■ Your goal ■
Starting at the top of the records, output every line through the one that contains "that an elapsed", keeping each exactly as it appears.

◆ ◆ ◆

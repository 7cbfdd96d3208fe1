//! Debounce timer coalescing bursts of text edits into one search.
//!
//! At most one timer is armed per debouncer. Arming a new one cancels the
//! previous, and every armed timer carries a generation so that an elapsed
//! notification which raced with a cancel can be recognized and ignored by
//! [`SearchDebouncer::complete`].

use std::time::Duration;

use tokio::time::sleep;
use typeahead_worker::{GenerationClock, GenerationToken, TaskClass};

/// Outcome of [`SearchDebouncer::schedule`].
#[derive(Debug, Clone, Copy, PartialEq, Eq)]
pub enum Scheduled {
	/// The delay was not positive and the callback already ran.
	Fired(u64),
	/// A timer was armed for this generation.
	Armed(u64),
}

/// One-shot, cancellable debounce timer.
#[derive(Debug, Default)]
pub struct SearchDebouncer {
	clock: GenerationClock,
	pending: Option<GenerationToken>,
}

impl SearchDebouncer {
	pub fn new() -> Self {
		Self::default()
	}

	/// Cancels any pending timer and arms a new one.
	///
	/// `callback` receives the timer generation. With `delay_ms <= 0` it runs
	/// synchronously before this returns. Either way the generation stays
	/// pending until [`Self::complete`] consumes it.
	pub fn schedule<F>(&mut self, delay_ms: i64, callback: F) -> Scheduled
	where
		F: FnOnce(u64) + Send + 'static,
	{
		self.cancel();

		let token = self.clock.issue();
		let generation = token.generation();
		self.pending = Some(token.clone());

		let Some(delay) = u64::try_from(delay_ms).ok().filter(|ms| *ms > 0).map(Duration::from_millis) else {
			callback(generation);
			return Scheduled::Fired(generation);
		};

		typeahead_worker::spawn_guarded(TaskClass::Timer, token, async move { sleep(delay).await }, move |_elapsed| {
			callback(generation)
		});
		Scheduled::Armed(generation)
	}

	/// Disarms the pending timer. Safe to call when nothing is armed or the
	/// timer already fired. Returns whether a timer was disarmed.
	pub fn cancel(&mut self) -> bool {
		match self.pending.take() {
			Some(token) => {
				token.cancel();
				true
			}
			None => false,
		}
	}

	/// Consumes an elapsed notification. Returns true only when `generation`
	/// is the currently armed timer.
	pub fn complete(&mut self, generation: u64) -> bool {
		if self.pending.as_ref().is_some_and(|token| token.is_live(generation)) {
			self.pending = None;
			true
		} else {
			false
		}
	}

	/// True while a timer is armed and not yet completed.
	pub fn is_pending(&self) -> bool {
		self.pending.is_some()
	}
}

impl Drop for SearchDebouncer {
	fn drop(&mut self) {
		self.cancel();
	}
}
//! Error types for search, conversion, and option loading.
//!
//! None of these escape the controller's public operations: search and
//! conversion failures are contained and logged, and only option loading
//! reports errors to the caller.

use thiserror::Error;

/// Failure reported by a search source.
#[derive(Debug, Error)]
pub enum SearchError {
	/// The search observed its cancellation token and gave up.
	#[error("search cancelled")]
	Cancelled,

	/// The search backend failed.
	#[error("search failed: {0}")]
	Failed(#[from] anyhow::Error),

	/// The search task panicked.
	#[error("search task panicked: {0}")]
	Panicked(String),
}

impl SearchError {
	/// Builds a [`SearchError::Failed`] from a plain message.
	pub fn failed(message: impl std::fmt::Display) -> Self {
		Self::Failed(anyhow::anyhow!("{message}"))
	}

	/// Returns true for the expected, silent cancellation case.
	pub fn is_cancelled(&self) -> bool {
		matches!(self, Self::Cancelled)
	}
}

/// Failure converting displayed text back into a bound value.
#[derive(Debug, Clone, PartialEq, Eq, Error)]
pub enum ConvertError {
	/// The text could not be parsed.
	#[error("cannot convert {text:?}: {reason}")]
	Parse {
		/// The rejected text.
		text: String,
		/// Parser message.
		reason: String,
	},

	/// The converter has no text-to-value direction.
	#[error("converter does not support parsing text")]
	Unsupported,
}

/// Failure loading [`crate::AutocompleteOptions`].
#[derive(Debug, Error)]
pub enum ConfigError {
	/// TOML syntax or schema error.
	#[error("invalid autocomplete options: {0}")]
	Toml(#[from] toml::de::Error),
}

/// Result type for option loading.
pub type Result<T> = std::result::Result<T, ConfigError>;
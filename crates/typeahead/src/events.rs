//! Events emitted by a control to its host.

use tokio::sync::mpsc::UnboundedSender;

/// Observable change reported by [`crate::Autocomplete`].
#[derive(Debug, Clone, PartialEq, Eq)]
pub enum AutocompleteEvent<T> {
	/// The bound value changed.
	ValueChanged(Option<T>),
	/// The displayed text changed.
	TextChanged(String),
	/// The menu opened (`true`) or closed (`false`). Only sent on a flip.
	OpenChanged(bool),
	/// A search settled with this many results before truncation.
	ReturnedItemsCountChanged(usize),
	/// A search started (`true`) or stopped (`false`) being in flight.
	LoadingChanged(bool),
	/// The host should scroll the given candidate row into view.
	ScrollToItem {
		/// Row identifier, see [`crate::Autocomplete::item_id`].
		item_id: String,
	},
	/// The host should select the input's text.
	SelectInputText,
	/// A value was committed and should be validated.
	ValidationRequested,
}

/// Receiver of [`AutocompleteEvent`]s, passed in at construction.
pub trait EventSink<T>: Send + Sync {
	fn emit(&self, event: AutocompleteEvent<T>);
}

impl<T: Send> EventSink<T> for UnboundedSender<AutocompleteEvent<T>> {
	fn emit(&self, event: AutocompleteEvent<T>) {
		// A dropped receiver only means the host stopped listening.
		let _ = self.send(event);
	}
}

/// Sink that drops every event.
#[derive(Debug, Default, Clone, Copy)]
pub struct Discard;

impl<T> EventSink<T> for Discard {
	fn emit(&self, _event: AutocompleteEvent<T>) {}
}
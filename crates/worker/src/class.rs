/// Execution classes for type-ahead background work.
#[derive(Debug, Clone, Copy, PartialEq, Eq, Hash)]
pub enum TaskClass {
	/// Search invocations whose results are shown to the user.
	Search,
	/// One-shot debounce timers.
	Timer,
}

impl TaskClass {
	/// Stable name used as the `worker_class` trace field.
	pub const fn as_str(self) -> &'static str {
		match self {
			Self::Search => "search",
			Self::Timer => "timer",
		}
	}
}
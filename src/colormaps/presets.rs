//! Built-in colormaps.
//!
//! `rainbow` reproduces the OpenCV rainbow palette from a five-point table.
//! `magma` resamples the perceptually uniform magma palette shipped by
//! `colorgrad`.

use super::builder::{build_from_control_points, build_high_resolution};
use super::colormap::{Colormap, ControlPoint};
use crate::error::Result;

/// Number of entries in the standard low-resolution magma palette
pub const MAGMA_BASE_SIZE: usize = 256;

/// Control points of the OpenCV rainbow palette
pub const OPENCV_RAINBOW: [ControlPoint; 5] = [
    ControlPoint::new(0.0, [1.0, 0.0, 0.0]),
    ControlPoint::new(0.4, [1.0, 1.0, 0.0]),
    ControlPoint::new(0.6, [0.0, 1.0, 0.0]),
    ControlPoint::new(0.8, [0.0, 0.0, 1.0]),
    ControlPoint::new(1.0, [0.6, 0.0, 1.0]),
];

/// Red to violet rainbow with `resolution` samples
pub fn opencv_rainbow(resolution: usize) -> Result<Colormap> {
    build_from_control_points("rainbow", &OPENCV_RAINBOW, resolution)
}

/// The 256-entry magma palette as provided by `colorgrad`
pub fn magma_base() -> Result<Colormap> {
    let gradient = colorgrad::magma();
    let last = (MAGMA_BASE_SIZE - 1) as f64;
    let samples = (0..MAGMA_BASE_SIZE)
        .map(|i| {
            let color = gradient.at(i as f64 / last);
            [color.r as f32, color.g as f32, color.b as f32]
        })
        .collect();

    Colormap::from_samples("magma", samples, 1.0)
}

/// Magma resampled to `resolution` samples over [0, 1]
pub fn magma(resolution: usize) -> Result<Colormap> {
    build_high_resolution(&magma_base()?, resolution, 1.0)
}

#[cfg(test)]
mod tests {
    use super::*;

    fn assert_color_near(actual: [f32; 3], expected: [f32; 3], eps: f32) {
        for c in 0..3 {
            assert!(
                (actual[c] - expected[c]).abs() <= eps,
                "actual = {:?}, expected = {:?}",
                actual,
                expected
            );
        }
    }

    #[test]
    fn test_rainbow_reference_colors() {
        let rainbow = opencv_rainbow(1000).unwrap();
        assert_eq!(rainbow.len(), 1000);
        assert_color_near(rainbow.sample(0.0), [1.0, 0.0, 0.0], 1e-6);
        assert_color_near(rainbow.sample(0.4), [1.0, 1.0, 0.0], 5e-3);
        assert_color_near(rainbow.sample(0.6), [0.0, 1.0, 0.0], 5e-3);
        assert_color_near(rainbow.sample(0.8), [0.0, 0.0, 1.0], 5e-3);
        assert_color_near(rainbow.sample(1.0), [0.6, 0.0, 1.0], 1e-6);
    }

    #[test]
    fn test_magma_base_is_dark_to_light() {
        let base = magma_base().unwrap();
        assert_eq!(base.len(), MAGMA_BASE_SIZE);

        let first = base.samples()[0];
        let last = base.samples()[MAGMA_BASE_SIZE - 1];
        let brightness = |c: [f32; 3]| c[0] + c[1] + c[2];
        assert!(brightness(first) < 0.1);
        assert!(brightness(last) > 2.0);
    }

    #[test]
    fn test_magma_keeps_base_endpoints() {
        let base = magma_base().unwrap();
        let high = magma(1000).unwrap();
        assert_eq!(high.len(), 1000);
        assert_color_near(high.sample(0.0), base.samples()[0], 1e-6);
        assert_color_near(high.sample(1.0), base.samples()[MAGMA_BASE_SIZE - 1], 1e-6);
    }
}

◆ ◆ ◆

■ Solved exercise ■
repository 7cbfdd96d3208fe1
//! Debounce timer coalescing bursts of text edits into one search.
//!
//! At most one timer is armed per debouncer. Arming a new one cancels the
//! previous, and every armed timer carries a generation so that an elapsed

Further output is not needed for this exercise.